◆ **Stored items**
- - - - - - -

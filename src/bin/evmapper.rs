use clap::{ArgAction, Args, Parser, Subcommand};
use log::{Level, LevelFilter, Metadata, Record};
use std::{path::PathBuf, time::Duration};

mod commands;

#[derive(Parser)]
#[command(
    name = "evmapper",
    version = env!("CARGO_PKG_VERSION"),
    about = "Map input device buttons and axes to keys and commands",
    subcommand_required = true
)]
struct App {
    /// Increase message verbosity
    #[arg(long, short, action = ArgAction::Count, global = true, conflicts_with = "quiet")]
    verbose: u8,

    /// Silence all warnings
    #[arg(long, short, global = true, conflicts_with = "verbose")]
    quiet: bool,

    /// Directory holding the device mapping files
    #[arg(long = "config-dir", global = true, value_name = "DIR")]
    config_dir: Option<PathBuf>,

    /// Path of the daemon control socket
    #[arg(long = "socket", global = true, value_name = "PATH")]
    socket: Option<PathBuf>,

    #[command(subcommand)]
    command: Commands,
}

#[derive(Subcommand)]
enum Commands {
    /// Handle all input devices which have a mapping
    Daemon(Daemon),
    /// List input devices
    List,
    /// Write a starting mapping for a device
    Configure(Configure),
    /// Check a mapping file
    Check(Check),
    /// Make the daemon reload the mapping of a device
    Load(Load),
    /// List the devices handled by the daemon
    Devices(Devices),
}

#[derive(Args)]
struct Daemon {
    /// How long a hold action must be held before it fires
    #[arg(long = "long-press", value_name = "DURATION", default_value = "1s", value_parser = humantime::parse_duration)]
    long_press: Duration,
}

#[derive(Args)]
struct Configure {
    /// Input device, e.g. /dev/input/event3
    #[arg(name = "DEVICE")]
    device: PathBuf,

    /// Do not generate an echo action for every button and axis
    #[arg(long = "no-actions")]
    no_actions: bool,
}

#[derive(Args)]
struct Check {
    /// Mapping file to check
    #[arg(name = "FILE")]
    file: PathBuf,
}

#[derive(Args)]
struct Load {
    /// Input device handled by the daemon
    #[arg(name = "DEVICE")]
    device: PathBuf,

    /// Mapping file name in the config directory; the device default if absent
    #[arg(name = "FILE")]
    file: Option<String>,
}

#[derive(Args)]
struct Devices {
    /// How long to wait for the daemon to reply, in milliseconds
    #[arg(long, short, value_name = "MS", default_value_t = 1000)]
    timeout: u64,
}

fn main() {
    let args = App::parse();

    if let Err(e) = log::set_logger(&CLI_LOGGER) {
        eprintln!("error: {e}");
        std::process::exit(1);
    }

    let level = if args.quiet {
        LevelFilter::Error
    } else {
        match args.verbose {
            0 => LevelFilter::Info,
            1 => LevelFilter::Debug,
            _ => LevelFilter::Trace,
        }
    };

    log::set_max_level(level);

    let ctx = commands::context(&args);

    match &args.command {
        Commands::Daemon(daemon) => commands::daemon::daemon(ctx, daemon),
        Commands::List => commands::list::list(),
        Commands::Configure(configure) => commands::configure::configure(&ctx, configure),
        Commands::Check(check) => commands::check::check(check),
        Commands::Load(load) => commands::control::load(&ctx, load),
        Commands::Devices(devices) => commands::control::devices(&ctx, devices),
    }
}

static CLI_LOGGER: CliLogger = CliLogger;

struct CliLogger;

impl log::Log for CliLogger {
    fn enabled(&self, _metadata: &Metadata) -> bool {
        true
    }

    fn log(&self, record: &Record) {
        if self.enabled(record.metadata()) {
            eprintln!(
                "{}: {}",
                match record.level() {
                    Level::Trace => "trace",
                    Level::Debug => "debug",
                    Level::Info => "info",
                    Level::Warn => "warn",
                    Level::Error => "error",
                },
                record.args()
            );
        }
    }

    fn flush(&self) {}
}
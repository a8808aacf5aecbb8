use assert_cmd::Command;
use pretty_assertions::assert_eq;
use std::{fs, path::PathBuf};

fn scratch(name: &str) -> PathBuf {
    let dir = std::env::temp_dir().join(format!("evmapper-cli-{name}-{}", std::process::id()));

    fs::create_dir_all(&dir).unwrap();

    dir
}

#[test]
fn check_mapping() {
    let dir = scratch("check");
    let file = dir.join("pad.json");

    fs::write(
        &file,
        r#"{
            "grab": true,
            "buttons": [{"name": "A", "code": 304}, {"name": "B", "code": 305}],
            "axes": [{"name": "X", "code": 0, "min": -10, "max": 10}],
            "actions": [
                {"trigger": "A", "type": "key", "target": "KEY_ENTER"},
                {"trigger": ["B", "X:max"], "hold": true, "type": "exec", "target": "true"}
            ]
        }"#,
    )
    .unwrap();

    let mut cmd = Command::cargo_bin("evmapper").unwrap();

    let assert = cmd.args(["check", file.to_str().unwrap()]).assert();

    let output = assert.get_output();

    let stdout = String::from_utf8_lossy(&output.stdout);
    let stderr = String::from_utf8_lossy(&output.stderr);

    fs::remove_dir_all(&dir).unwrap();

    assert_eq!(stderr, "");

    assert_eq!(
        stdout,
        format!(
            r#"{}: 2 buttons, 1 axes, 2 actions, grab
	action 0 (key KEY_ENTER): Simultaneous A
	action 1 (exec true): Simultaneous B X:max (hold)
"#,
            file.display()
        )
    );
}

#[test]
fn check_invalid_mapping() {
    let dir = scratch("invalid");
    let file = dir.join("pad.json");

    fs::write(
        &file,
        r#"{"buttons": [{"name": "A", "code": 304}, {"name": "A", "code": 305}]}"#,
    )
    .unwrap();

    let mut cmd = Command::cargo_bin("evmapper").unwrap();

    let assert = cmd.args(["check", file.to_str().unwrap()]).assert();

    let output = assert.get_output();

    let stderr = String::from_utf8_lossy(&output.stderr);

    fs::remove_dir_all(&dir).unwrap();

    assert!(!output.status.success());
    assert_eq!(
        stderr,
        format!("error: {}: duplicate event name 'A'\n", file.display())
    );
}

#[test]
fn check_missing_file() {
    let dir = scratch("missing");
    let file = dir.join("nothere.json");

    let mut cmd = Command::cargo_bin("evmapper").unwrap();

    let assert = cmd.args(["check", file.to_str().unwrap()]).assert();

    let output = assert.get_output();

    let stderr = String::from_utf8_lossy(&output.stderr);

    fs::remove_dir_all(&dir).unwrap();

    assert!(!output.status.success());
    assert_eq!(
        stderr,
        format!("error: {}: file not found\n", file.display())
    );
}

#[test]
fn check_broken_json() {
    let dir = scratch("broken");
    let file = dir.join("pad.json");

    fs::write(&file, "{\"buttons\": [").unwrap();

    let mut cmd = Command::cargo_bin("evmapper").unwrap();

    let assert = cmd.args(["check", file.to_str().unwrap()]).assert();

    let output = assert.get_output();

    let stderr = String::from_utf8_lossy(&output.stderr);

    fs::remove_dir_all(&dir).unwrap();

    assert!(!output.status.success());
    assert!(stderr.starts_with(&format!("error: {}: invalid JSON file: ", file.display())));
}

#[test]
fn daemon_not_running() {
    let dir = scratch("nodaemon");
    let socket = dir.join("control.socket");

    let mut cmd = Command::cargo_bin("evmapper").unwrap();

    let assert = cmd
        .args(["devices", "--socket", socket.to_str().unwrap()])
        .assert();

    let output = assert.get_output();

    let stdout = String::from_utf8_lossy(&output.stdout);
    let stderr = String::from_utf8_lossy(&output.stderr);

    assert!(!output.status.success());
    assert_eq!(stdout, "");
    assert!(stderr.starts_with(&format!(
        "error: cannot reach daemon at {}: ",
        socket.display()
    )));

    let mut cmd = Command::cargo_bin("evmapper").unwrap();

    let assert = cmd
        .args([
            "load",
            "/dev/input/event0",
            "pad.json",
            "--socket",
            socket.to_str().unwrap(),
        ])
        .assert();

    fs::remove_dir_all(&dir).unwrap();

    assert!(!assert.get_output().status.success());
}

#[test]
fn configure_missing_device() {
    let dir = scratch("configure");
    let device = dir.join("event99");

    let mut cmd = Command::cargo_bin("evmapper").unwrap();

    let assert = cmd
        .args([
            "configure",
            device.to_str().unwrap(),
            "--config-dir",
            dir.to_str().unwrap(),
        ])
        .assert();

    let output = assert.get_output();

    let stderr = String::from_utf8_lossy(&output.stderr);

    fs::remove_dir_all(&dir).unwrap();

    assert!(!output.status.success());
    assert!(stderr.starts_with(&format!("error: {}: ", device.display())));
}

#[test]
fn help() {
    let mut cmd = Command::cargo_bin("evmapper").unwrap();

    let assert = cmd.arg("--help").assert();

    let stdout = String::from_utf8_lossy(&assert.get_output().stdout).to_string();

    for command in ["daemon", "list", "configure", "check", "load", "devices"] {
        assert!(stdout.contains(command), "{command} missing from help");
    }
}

- - - - - - -

◆ **PROBLEM**
In the entries above, find each line with "enabled" and copy it.

◆ **YOUR SOLUTION**
    fn enabled(&self, _metadata: &Metadata) -> bool {
        if self.enabled(record.metadata()) {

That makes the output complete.